Text on O escultor e a deusa, a sculpture by Ernesto Neto (Rio de Janeiro, 1964); exhibited at «Soplo» Exhibition (MALBA, Buenos Aires, February 2020, curated by Valeria Piccoli and Jochen Volz).

“O Escultor e a Deusa”, 1995. Fotografía, 100 x 80. Exhibition at Malba, Buenos Aires, 2019.

A voice. Many voices. We. Us. As an exercise to start out this text on feminism I spontaneously try to let my mind come up with random words; words that I’ve listened to; that I listen to every day. I feel overwhelmed by the weight of available bibliography among papers, notes and things posted online that I’ve been reading about feminism these past few months. But then I try not to put too much pressure on it; I mean, not doing any particular effort in organizing it or classifying it. Now I start again: collective. Movement. Manifest. Struggle. I stop and do as I can to clear my mind, letting it go blank — as it is done by someone who suddenly freezes for a second in the midst of a frenzied dance to look at the space around, and then set his or her body back again into motion — . At this point other words pop up: social justice. Feminist justice, Revolution. Sorority. Encounter. My mind blanked once again and all at once a phrase materializes, a phrase that has many times worked for me as a leitmotiv: «Revolutions return; they’re nothing original to them». I’ve written it back in my notebook, fixed it in my mind and there it lays now, next to all those piled-up random words. Yet this particular phrase helps me take a stance, choose a little piece of land, a single floor tile on where to stand and think about feminism — and know where to move from there.

It is from such statement that I began seeing myself in the legacy of all those women that have done so much over the course of history — and continue doing so — for the feminist movement; those girls full of life, the revolution — as I see it — belongs to them. And so it is that I come to remember our own feminist pioneers and their struggle for democracy and universal suffrage back in the ends of the XIX century; I think of Evita as a symbol of such achievement in Argentina, where women were finally allowed to vote in 1947 and universal suffrage was recognized as a universal human right. Hers has been a great voice that made itself heard. A feminist achievement. After such a landmark there were many others: the cultural revolution of the 1960s, women’s liberation and, gradually, the progressive disuse of the idea of woman as a figure belonging almost exclusively to the private household domain to start taking part in larger, broader, more public issues and — actually — take possession of the public space as a whole, a historical territory of masculinity.

Invisibility of women throughout history — both in the public and private scope, in decision-making positions and within the intellectual milieu — is and has always been functional to globalization and capitalism as a production system. A few days ago, a partner of mine sent me a work of art that left a profound impression on me. This particular work she has sent me deals with the absence of women in the history of art. Recently, Spanish artist María Gimeno carried out a performance she called Queridas viejas [Dear old ladies], in which she included women in E. H. Gombrich’s (1909–2001) otherwise canonical History of Art. Her performance reclaims and defends the place of great female western artists in a history of art narrated without gender boundaries. Ready to attack, María deals out justice by means of including the work of female artists to a 4-inches thick book. She cuts, edits, adds pages: those pages she add were missing; were stolen from us; were pages that made all of us invisible; such profound impression is the direct result of that demand for visibility. A claim to get in, integrate with, include us, being included.

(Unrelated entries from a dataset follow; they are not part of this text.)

impl SessionHandle {
    /// Returns the device this session talks to.
    #[must_use]
    pub fn device(&self) -> &RemoteDevice {
        &self.device
    }

    /// Returns the largest write the session sends in one transport call.
    /// Longer writes are split before they reach the transport.
    #[must_use]
    pub fn chunk_size(&self) -> usize {
        self.chunk_size
    }

    /// Returns the current lifecycle state.
    #[must_use]
    pub fn state(&self) -> SessionState {
        *self.state.borrow()
    }

    /// Returns a receiver that observes every state change.
    #[must_use]
    pub fn state_changes(&self) -> watch::Receiver<SessionState> {
        self.state.clone()
    }

    /// Returns the declared capabilities of a registered characteristic.
    #[must_use]
    pub fn capabilities_of(&self, characteristic: Uuid) -> Option<Capabilities> {
        self.declared.get(&characteristic).copied()
    }

    /// Starts a connect attempt unless one is already active.
    ///
    /// The outcome arrives as [`SessionEvent::Connected`] or
    /// [`SessionEvent::ConnectFailed`].
    ///
    /// # Errors
    ///
    /// Returns [`SessionError::SessionEnded`] once the session has ended.
    pub async fn connect(&self) -> Result<ConnectAttempt, SessionError> {
        let (reply, response) = oneshot::channel();
        self.send(Command::Connect { reply })?;
        response.await.map_err(|_closed| SessionError::SessionEnded)
    }

    /// Tears the link down. A no-op when already disconnected.
    ///
    /// # Errors
    ///
    /// Returns [`SessionError::SessionEnded`] once the session has ended.
    pub async fn disconnect(&self) -> Result<(), SessionError> {
        let (reply, response) = oneshot::channel();
        self.send(Command::Disconnect { reply })?;
        response.await.map_err(|_closed| SessionError::SessionEnded)
    }

    /// Queues a characteristic read.
    ///
    /// # Errors
    ///
    /// Returns an error when the session is not ready or the characteristic
    /// cannot be read.
    pub async fn read(&self, characteristic: Uuid) -> Result<OperationTicket<Vec<u8>>, SessionError> {
        self.submit(Operation::Read { characteristic }, None, value_output)
            .await
    }

    /// Queues a characteristic read that fails after `limit`.
    ///
    /// # Errors
    ///
    /// As for [`SessionHandle::read`].
    pub async fn read_within(
        &self,
        characteristic: Uuid,
        limit: Duration,
    ) -> Result<OperationTicket<Vec<u8>>, SessionError> {
        self.submit(Operation::Read { characteristic }, Some(limit), value_output)
            .await
    }

    /// Queues a write, split into chunks of the configured size.
    ///
    /// # Errors
    ///
    /// Returns an error when the session is not ready or the characteristic
    /// is not writable.
    pub async fn write(
        &self,
        characteristic: Uuid,
        value: Vec<u8>,
    ) -> Result<OperationTicket<()>, SessionError> {
        self.submit(
            Operation::Write {
                characteristic,
                value,
            },
            None,
            written_output,
        )
        .await
    }

    /// Queues a write whose chunks each fail after `limit`.
    ///
    /// # Errors
    ///
    /// As for [`SessionHandle::write`].
    pub async fn write_within(
        &self,
        characteristic: Uuid,
        value: Vec<u8>,
        limit: Duration,
    ) -> Result<OperationTicket<()>, SessionError> {
        self.submit(
            Operation::Write {
                characteristic,
                value,
            },
            Some(limit),
            written_output,
        )
        .await
    }

    /// Queues a notification enable or disable.
    ///
    /// # Errors
    ///
    /// Returns an error when the session is not ready or the characteristic
    /// declares neither notify nor indicate.
    pub async fn set_notify(
        &self,
        characteristic: Uuid,
        enabled: bool,
    ) -> Result<OperationTicket<bool>, SessionError> {
        self.submit(
            Operation::SetNotify {
                characteristic,
                enabled,
            },
            None,
            notify_output,
        )
        .await
    }

    /// Queues a signal strength read.
    ///
    /// # Errors
    ///
    /// Returns an error when the session is not ready.
    pub async fn read_rssi(&self) -> Result<OperationTicket<i16>, SessionError> {
        self.submit(Operation::ReadRssi, None, rssi_output).await
    }

    /// Returns a snapshot of the session internals.
    ///
    /// # Errors
    ///
    /// Returns [`SessionError::SessionEnded`] once the session has ended.
    pub async fn snapshot(&self) -> Result<SessionSnapshot, SessionError> {
        let (reply, response) = oneshot::channel();
        self.send(Command::Snapshot { reply })?;
        response.await.map_err(|_closed| SessionError::SessionEnded)
    }

    /// Ends the session: tears the link down, releases the transport and stops
    /// the event loop. Later calls on any handle fail with `SessionEnded`.
    pub async fn end(&self) {
        let (reply, response) = oneshot::channel();
        if self.send(Command::End { reply }).is_ok() {
            let _ = response.await;
        }
    }

    async fn submit<T>(
        &self,
        operation: Operation,
        timeout: Option<Duration>,
        extract: fn(OperationOutput) -> Option<T>,
    ) -> Result<OperationTicket<T>, SessionError> {
        let (completion, receiver) = oneshot::channel();
        let (accepted, acceptance) = oneshot::channel();
        self.send(Command::Submit {
            operation,
            timeout,
            completion,
            accepted,
        })?;
        acceptance
            .await
            .map_err(|_closed| SessionError::SessionEnded)??;
        Ok(OperationTicket { receiver, extract })
    }

    fn send(&self, command: Command) -> Result<(), SessionError> {
        self.commands
            .send(command)
            .map_err(|_closed| SessionError::SessionEnded)
    }
}

fn value_output(output: OperationOutput) -> Option<Vec<u8>> {
    match output {
        OperationOutput::Value(value) => Some(value),
        _ => None,
    }
}

fn written_output(output: OperationOutput) -> Option<()> {
    matches!(output, OperationOutput::Written).then_some(())
}

fn notify_output(output: OperationOutput) -> Option<bool> {
    match output {
        OperationOutput::NotifySet(enabled) => Some(enabled),
        _ => None,
    }
}

fn rssi_output(output: OperationOutput) -> Option<i16> {
    match output {
        OperationOutput::Rssi(rssi) => Some(rssi),
        _ => None,
    }
}

/// Connection state machine for one remote device.
///
/// Runs as a task that owns the registry, the operation queue and the
/// transport. Transport calls run on spawned futures that report back tagged
/// with the link generation, so results from a torn-down link are dropped.
#[derive(Debug)]
pub struct GattSession {
    device: RemoteDevice,
    registry: CapabilityRegistry,
    queue: OperationQueue,
    transport: Arc<dyn Transport>,
    config: SessionConfig,
    state: watch::Sender<SessionState>,
    events: mpsc::UnboundedSender<SessionEvent>,
    internal: mpsc::UnboundedSender<Internal>,
    generation: u64,
    attempt: Option<CancellationToken>,
    in_flight: Option<JoinHandle<()>>,
    notify_disconnect: bool,
    /// Links still being disconnected and closed by background tasks.
    releases_in_progress: usize,
    /// A connect attempt is waiting for those releases before opening a link.
    link_deferred: bool,
    shutdown: CancellationToken,
}

#[bon]
impl GattSession {
    /// Spawns a session task and returns its handle and event stream.
    ///
    /// Must be called from within a tokio runtime.
    ///
    /// ```no_run
    /// # async fn demo(transport: std::sync::Arc<dyn gattlink::Transport>) -> anyhow::Result<()> {
    /// use gattlink::{CapabilityRegistry, GattSession, RemoteDevice};
    ///
    /// let (session, mut events) = GattSession::builder()
    ///     .device(RemoteDevice::new("AA:BB:CC:DD:EE:FF", None))
    ///     .registry(CapabilityRegistry::new())
    ///     .transport(transport)
    ///     .start()?;
    /// session.connect().await?;
    /// let _ = events.recv().await;
    /// # Ok(())
    /// # }
    /// ```
    ///
    /// # Errors
    ///
    /// Returns an error when the transport's link events were already taken.
    #[builder(finish_fn = start)]
    pub fn new(
        device: RemoteDevice,
        registry: CapabilityRegistry,
        transport: Arc<dyn Transport>,
        #[builder(default)] config: SessionConfig,
    ) -> Result<(SessionHandle, SessionEvents), TransportError> {
        let link_events = transport.link_events()?;
        let (commands_tx, commands_rx) = mpsc::unbounded_channel();
        let (internal_tx, internal_rx) = mpsc::unbounded_channel();
        let (events_tx, events_rx) = mpsc::unbounded_channel();
        let (state_tx, state_rx) = watch::channel(SessionState::Disconnected);

        let handle = SessionHandle {
            device: device.clone(),
            chunk_size: config.chunk_size,
            declared: Arc::new(registry.declared()),
            commands: commands_tx,
            state: state_rx,
        };
        let span = info_span!("gatt_session", address = %device.address());
        let session = Self {
            device,
            registry,
            queue: OperationQueue::new(),
            transport,
            config,
            state: state_tx,
            events: events_tx,
            internal: internal_tx,
            generation: 0,
            attempt: None,
            in_flight: None,
            notify_disconnect: false,
            releases_in_progress: 0,
            link_deferred: false,
            shutdown: CancellationToken::new(),
        };
        tokio::spawn(
            session
                .run(commands_rx, internal_rx, link_events)
                .instrument(span),
        );

        Ok((
            handle,
            SessionEvents {
                inner: UnboundedReceiverStream::new(events_rx),
            },
        ))
    }
}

‘Impossible’ just means it’ll take a little longer, read a sign painted on a wall near my house.

Make us invisible; deny us the right to a voice of our own, our thought, operate also over our own bodies turns out to be a common practice seen in different spheres of action amidst our society. Let it be clear: erase or ignore our artistic or intellectual production is an act of violence.

However, the most painful thing of all of what’s going on — and that goes all through Latin America — is gender violence: physical violence, verbal and psychological aggression is what, in the end, drives us to being killed silently. Statistics about femicides in our country and Latin America are chilling. Only in Argentina and according to official records (2019), one woman is killed out of gender violence every 26 hours. The response given by the NI UNA MENOS feminist collective is one out of repugnance and exasperation; a reaction to an untenable state of things that congregates the voice of ALL OF US shouting that we want us alive. As poet Susana Chávez said: not one more of us dead; the dead of women cannot become a standard. And so it was that then, with the NI UNA MENOS collective began this network, this wave that has come to us with a more and more powerful and unstoppable strength. An awakening that comes to us and drives us like a gentle breeze to later turn into a hurricane, organizing all of us out in the streets to fight for our rights and fight for the ability to access safe, legal and state funded abortion, knowing — as we do — that we will not give up until equality is reached.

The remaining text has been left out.